__SOURCE DATA__:
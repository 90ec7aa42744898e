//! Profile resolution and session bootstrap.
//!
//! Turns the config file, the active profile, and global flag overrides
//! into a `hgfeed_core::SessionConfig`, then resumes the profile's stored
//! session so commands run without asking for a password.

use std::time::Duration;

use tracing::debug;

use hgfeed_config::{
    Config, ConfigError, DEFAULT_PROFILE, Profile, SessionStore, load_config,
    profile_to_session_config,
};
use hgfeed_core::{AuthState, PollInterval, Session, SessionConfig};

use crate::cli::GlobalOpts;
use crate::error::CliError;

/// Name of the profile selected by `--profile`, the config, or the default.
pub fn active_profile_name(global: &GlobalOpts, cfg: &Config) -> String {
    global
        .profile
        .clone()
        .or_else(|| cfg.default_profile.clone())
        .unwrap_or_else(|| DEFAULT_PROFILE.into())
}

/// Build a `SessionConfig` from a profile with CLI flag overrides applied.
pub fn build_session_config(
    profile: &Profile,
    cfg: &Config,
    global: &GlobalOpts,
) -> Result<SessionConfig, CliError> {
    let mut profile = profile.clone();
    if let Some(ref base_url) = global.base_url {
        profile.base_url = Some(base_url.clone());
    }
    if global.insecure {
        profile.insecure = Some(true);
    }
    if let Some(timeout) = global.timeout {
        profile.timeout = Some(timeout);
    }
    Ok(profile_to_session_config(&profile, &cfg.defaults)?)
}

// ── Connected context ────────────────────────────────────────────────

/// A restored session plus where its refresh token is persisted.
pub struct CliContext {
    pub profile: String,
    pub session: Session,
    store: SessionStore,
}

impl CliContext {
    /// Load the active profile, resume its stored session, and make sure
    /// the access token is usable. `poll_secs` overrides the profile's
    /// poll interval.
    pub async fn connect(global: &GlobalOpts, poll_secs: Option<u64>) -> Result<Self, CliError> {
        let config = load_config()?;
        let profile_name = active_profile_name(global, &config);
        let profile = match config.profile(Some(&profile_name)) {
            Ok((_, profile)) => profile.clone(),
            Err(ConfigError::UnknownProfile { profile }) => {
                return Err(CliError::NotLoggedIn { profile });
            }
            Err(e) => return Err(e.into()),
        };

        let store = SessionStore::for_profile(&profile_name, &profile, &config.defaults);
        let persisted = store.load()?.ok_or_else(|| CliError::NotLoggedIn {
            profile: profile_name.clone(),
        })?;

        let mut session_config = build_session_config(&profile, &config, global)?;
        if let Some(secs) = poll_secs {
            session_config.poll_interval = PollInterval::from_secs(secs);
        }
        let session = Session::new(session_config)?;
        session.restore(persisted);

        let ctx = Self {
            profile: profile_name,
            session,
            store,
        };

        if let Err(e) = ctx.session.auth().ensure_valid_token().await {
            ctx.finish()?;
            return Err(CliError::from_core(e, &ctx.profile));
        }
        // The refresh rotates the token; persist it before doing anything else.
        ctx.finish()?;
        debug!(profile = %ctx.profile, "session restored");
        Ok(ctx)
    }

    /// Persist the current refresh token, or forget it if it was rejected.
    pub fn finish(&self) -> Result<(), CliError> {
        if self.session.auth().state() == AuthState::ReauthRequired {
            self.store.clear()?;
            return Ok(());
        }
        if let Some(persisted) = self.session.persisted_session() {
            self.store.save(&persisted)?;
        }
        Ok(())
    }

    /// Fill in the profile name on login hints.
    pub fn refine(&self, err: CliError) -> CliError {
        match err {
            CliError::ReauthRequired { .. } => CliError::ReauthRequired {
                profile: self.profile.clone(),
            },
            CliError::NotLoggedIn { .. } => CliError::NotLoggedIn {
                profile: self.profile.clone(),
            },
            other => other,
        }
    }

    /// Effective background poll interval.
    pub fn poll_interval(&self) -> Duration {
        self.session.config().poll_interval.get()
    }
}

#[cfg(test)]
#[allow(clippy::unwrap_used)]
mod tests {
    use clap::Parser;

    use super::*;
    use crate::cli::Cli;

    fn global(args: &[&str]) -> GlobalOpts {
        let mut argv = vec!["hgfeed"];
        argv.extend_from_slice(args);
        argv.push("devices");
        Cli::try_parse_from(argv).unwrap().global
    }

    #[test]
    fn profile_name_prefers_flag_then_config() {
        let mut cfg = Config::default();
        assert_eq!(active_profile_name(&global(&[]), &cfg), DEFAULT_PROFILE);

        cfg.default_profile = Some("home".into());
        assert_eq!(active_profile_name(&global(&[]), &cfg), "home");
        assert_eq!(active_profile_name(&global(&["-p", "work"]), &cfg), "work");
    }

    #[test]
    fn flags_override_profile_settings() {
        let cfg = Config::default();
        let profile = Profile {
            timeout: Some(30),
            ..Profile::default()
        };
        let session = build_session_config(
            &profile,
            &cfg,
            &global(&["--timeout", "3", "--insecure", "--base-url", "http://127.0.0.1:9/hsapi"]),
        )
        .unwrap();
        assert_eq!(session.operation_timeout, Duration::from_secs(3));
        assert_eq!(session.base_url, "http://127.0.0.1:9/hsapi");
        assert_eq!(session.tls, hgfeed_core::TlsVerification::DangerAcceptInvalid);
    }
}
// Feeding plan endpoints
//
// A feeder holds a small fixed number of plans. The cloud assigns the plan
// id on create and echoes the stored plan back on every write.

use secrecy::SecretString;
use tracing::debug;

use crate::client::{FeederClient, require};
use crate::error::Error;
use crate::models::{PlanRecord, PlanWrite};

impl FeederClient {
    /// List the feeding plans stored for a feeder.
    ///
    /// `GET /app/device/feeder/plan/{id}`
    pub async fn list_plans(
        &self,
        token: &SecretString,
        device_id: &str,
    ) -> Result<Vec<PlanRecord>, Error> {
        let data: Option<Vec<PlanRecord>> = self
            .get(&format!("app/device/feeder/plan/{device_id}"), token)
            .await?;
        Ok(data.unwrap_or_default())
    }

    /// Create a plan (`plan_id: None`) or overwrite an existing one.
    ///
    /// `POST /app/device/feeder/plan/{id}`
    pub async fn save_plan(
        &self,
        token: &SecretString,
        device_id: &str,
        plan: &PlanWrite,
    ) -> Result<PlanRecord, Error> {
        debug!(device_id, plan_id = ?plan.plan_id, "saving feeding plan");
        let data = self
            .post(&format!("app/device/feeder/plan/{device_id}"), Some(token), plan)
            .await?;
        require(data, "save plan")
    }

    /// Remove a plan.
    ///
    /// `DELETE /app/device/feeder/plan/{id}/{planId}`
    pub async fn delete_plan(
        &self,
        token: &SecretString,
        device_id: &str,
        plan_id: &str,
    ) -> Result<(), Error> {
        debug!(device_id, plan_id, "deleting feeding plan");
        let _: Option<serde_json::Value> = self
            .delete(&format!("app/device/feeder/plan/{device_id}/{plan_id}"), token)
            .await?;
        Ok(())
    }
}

__PROBLEM TO WORK ON__: Each entry in the listing is to be output exactly as given.

__EXERCISE RESULT__:
repository 90ec7aa42744898e
//! Profile resolution and session bootstrap.
//!
//! Turns the config file, the active profile, and global flag overrides
//! into a `hgfeed_core::SessionConfig`, then resumes the profile's stored
//! session so commands run without asking for a password.

use std::time::Duration;

use tracing::debug;

use hgfeed_config::{
    Config, ConfigError, DEFAULT_PROFILE, Profile, SessionStore, load_config,
    profile_to_session_config,
};
use hgfeed_core::{AuthState, PollInterval, Session, SessionConfig};

use crate::cli::GlobalOpts;
use crate::error::CliError;

/// Name of the profile selected by `--profile`, the config, or the default.
pub fn active_profile_name(global: &GlobalOpts, cfg: &Config) -> String {
    global
        .profile
        .clone()
        .or_else(|| cfg.default_profile.clone())
        .unwrap_or_else(|| DEFAULT_PROFILE.into())
}

/// Build a `SessionConfig` from a profile with CLI flag overrides applied.
pub fn build_session_config(
    profile: &Profile,
    cfg: &Config,
    global: &GlobalOpts,
) -> Result<SessionConfig, CliError> {
    let mut profile = profile.clone();
    if let Some(ref base_url) = global.base_url {
        profile.base_url = Some(base_url.clone());
    }
    if global.insecure {
        profile.insecure = Some(true);
    }
    if let Some(timeout) = global.timeout {
        profile.timeout = Some(timeout);
    }
    Ok(profile_to_session_config(&profile, &cfg.defaults)?)
}

// ── Connected context ────────────────────────────────────────────────

/// A restored session plus where its refresh token is persisted.
pub struct CliContext {
    pub profile: String,
    pub session: Session,
    store: SessionStore,
}

impl CliContext {
    /// Load the active profile, resume its stored session, and make sure
    /// the access token is usable. `poll_secs` overrides the profile's
    /// poll interval.
    pub async fn connect(global: &GlobalOpts, poll_secs: Option<u64>) -> Result<Self, CliError> {
        let config = load_config()?;
        let profile_name = active_profile_name(global, &config);
        let profile = match config.profile(Some(&profile_name)) {
            Ok((_, profile)) => profile.clone(),
            Err(ConfigError::UnknownProfile { profile }) => {
                return Err(CliError::NotLoggedIn { profile });
            }
            Err(e) => return Err(e.into()),
        };

        let store = SessionStore::for_profile(&profile_name, &profile, &config.defaults);
        let persisted = store.load()?.ok_or_else(|| CliError::NotLoggedIn {
            profile: profile_name.clone(),
        })?;

        let mut session_config = build_session_config(&profile, &config, global)?;
        if let Some(secs) = poll_secs {
            session_config.poll_interval = PollInterval::from_secs(secs);
        }
        let session = Session::new(session_config)?;
        session.restore(persisted);

        let ctx = Self {
            profile: profile_name,
            session,
            store,
        };

        if let Err(e) = ctx.session.auth().ensure_valid_token().await {
            ctx.finish()?;
            return Err(CliError::from_core(e, &ctx.profile));
        }
        // The refresh rotates the token; persist it before doing anything else.
        ctx.finish()?;
        debug!(profile = %ctx.profile, "session restored");
        Ok(ctx)
    }

    /// Persist the current refresh token, or forget it if it was rejected.
    pub fn finish(&self) -> Result<(), CliError> {
        if self.session.auth().state() == AuthState::ReauthRequired {
            self.store.clear()?;
            return Ok(());
        }
        if let Some(persisted) = self.session.persisted_session() {
            self.store.save(&persisted)?;
        }
        Ok(())
    }

    /// Fill in the profile name on login hints.
    pub fn refine(&self, err: CliError) -> CliError {
        match err {
            CliError::ReauthRequired { .. } => CliError::ReauthRequired {
                profile: self.profile.clone(),
            },
            CliError::NotLoggedIn { .. } => CliError::NotLoggedIn {
                profile: self.profile.clone(),
            },
            other => other,
        }
    }

    /// Effective background poll interval.
    pub fn poll_interval(&self) -> Duration {
        self.session.config().poll_interval.get()
    }
}

#[cfg(test)]
#[allow(clippy::unwrap_used)]
mod tests {
    use clap::Parser;

    use super::*;
    use crate::cli::Cli;

    fn global(args: &[&str]) -> GlobalOpts {
        let mut argv = vec!["hgfeed"];
        argv.extend_from_slice(args);
        argv.push("devices");
        Cli::try_parse_from(argv).unwrap().global
    }

    #[test]
    fn profile_name_prefers_flag_then_config() {
        let mut cfg = Config::default();
        assert_eq!(active_profile_name(&global(&[]), &cfg), DEFAULT_PROFILE);

        cfg.default_profile = Some("home".into());
        assert_eq!(active_profile_name(&global(&[]), &cfg), "home");
        assert_eq!(active_profile_name(&global(&["-p", "work"]), &cfg), "work");
    }

    #[test]
    fn flags_override_profile_settings() {
        let cfg = Config::default();
        let profile = Profile {
            timeout: Some(30),
            ..Profile::default()
        };
        let session = build_session_config(
            &profile,
            &cfg,
            &global(&["--timeout", "3", "--insecure", "--base-url", "http://127.0.0.1:9/hsapi"]),
        )
        .unwrap();
        assert_eq!(session.operation_timeout, Duration::from_secs(3));
        assert_eq!(session.base_url, "http://127.0.0.1:9/hsapi");
        assert_eq!(session.tls, hgfeed_core::TlsVerification::DangerAcceptInvalid);
    }
}
// Feeding plan endpoints
//
// A feeder holds a small fixed number of plans. The cloud assigns the plan
// id on create and echoes the stored plan back on every write.

use secrecy::SecretString;
use tracing::debug;

use crate::client::{FeederClient, require};
use crate::error::Error;
use crate::models::{PlanRecord, PlanWrite};

impl FeederClient {
    /// List the feeding plans stored for a feeder.
    ///
    /// `GET /app/device/feeder/plan/{id}`
    pub async fn list_plans(
        &self,
        token: &SecretString,
        device_id: &str,
    ) -> Result<Vec<PlanRecord>, Error> {
        let data: Option<Vec<PlanRecord>> = self
            .get(&format!("app/device/feeder/plan/{device_id}"), token)
            .await?;
        Ok(data.unwrap_or_default())
    }

    /// Create a plan (`plan_id: None`) or overwrite an existing one.
    ///
    /// `POST /app/device/feeder/plan/{id}`
    pub async fn save_plan(
        &self,
        token: &SecretString,
        device_id: &str,
        plan: &PlanWrite,
    ) -> Result<PlanRecord, Error> {
        debug!(device_id, plan_id = ?plan.plan_id, "saving feeding plan");
        let data = self
            .post(&format!("app/device/feeder/plan/{device_id}"), Some(token), plan)
            .await?;
        require(data, "save plan")
    }

    /// Remove a plan.
    ///
    /// `DELETE /app/device/feeder/plan/{id}/{planId}`
    pub async fn delete_plan(
        &self,
        token: &SecretString,
        device_id: &str,
        plan_id: &str,
    ) -> Result<(), Error> {
        debug!(device_id, plan_id, "deleting feeding plan");
        let _: Option<serde_json::Value> = self
            .delete(&format!("app/device/feeder/plan/{device_id}/{plan_id}"), token)
            .await?;
        Ok(())
    }
}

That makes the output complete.